Minutes
AAII Orange County Chapter
Monthly Meeting, June 12, 2010
Balearic Community Center
1975 Balearic Dr.
Costa Mesa, CA 92626
President Bob Welge brought the
meeting to order shortly after 9 am. Beginning with preliminary announcements,
Bob drew members’ attention to the availability of Chapter contact information
and handouts for today’s talk on the side table, and of coffee at the back
table. Bob acknowledged the efforts of the Chapter’s leaders: Facilities Chair
Craig Stoddard, Vice President Ed Castleman,
Treasurer Dave McMillin, and Bill Phillips,
Hospitality Chair, for putting up signs and setting up the room.

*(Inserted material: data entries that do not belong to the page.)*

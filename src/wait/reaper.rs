/*!
 * Reaper
 * The exactly-once harvest: extracting a dead process's exit status and
 * removing it from the registry in a single critical section
 */

use crate::core::types::Pid;
use crate::memory::UserMemory;
use crate::process::table::TableInner;
use crate::wait::status::StatusRecord;
use crate::wait::types::{WaitError, WaitResult};
use log::{error, info};

/// Harvest a dead process.
///
/// Takes the locked registry state so status extraction and removal cannot
/// be separated by a concurrent reap: whoever removes the descriptor wins,
/// every later attempt sees NoSuchChild. Callers must have observed the
/// process dead under this same lock acquisition.
pub(crate) fn reap(
    inner: &mut TableInner,
    pid: Pid,
    memory: &UserMemory,
) -> WaitResult<StatusRecord> {
    let Some(desc) = inner.processes.remove(&pid) else {
        return Err(WaitError::NoSuchChild(pid));
    };
    if !desc.is_dead() {
        // Not harvestable after all; put it back untouched
        let state = desc.state();
        inner.processes.insert(pid, desc);
        error!("reap of live process {} in state {:?}", pid, state);
        return Err(WaitError::InvariantViolation { pid, state });
    }
    let Some(status) = desc.exit_status else {
        // is_dead() implies a recorded status; reaching here is corruption
        inner.processes.insert(pid, desc);
        error!("dead process {} has no exit status", pid);
        return Err(WaitError::InvariantViolation {
            pid,
            state: crate::process::types::ThreadState::Dead,
        });
    };

    memory.release_process(pid);
    info!("reaped process {} ({:?}): {:?}", pid, desc.name, status);
    Ok(StatusRecord::from_exit_status(pid, desc.uid, status))
}
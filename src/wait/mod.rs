/*!
 * Wait Module
 * Wait specifications, the blocking primitive, status records, and the
 * exactly-once reap transaction
 */

pub mod blocker;
pub mod reaper;
pub mod status;
pub mod types;

pub use blocker::WaitBlocker;
pub use status::{StatusCode, StatusRecord};
pub use types::{
    ChildSelector, WaitError, WaitEvent, WaitOptions, WaitOutcome, WaitResult, WaitSpecification,
    WaitTarget, P_ALL, P_PGID, P_PID,
};
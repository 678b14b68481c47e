/*!
 * Signals Module
 * Signal numbering and classification consumed by the wait subsystem
 */

pub mod types;

pub use types::{Signal, SignalError, SignalResult};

Bob next announced the schedule of future chapter
meetings. There will be no meeting in
July. The next meeting will be at the normal 8:45am time on August 21st,
2010, when there will be two speakers. The first is Joe Falcon, presenting Energy—Where
are We Going Nationally and How Do We Get There?. The second is Don Gimpel, from the Los Angeles AAII Chapter; Don’s topic
hasn’t been announced yet, but as anyone who has attended his SIG in Los
Angeles knows, his presentation will be of great value and interest. On September 25th, Roger Shepherd
of Alpha Futures will make a presentation on Managed Futures. Further
details on these future events and other Orange County Chapter information can
be viewed on Bob’s website www.robertsgeneral.com.
Bob then introduced today’s speaker, Leonard Goodall, Co-editor of the advisory letter No-Load
Portfolios, whose presentation was entitled Lessons Learned
from the Market Declines of 2000-02 and 2007-09. In all, there are 6
lessons that Leonard covered.
1. The
importance of Asset Allocation was first. Asset diversification is
critical because no one can predict the future accurately. One should select 3
categories of assets, including allocating 40-75% to stocks, and the remainder
allocated to corporate bonds, government bonds or T-Bills according to the
individual’s preference. Such a relatively large portion should be allocated to
stocks because while stock returns outpace inflation 100% of the time over long
periods, bonds only outpace it 60% of the time, and T-Bills only 42%. The
chosen allocation should be rebalanced once a year.
2. One
needs a Wealth Protection Plan to limit losses. The first point of the
Plan is Lesson 1 – asset allocation. Second, one needs to set sell points –
Leonard personally won’t take more than a 15% loss. He manages this by using
stop loss orders (despite the May 6th meltdown). Among other
recommended means to limit losses are short selling and the purchase of put
options.
3. Leonard
stressed the need for some Asset Liquidity and provided a good gauge for
knowing how much is needed. Each investor should estimate how much of his
assets will need to be spent in the next 3 years, and set aside that amount.
Why 3 years? – because the market declines 1 year in
3, and one doesn’t want to be forced to sell at a market low.
4. One
needs to Invest Systematically, a set amount every month or quarter.
5. Individual
investors are advised to select actively managed funds, and otherwise
only manage by themselves the amount they can afford to lose without affecting
their lifestyle.
6. Control
what you can control. Namely, choose no- or low-load funds with low annual
expense ratios (<1% is recommended), intelligent tax strategies and low
portfolio turnover. If eligible, be certain to take maximum advantage of any
retirement program with employer-matched contributions.
During a question-and-answer
session, Leonard mentioned the Vanguard Increasing Dividend Fund (VIG) as a
current recommendation. He also said that asset allocation might now include
3-5% in gold in addition to the asset classes mentioned in the main part of his
presentation. He also said he considers California municipal bonds to be
speculative.
Following the conclusion of Mr. Goodall’s
talk, Bob Welge adjourned the meeting at 11 am.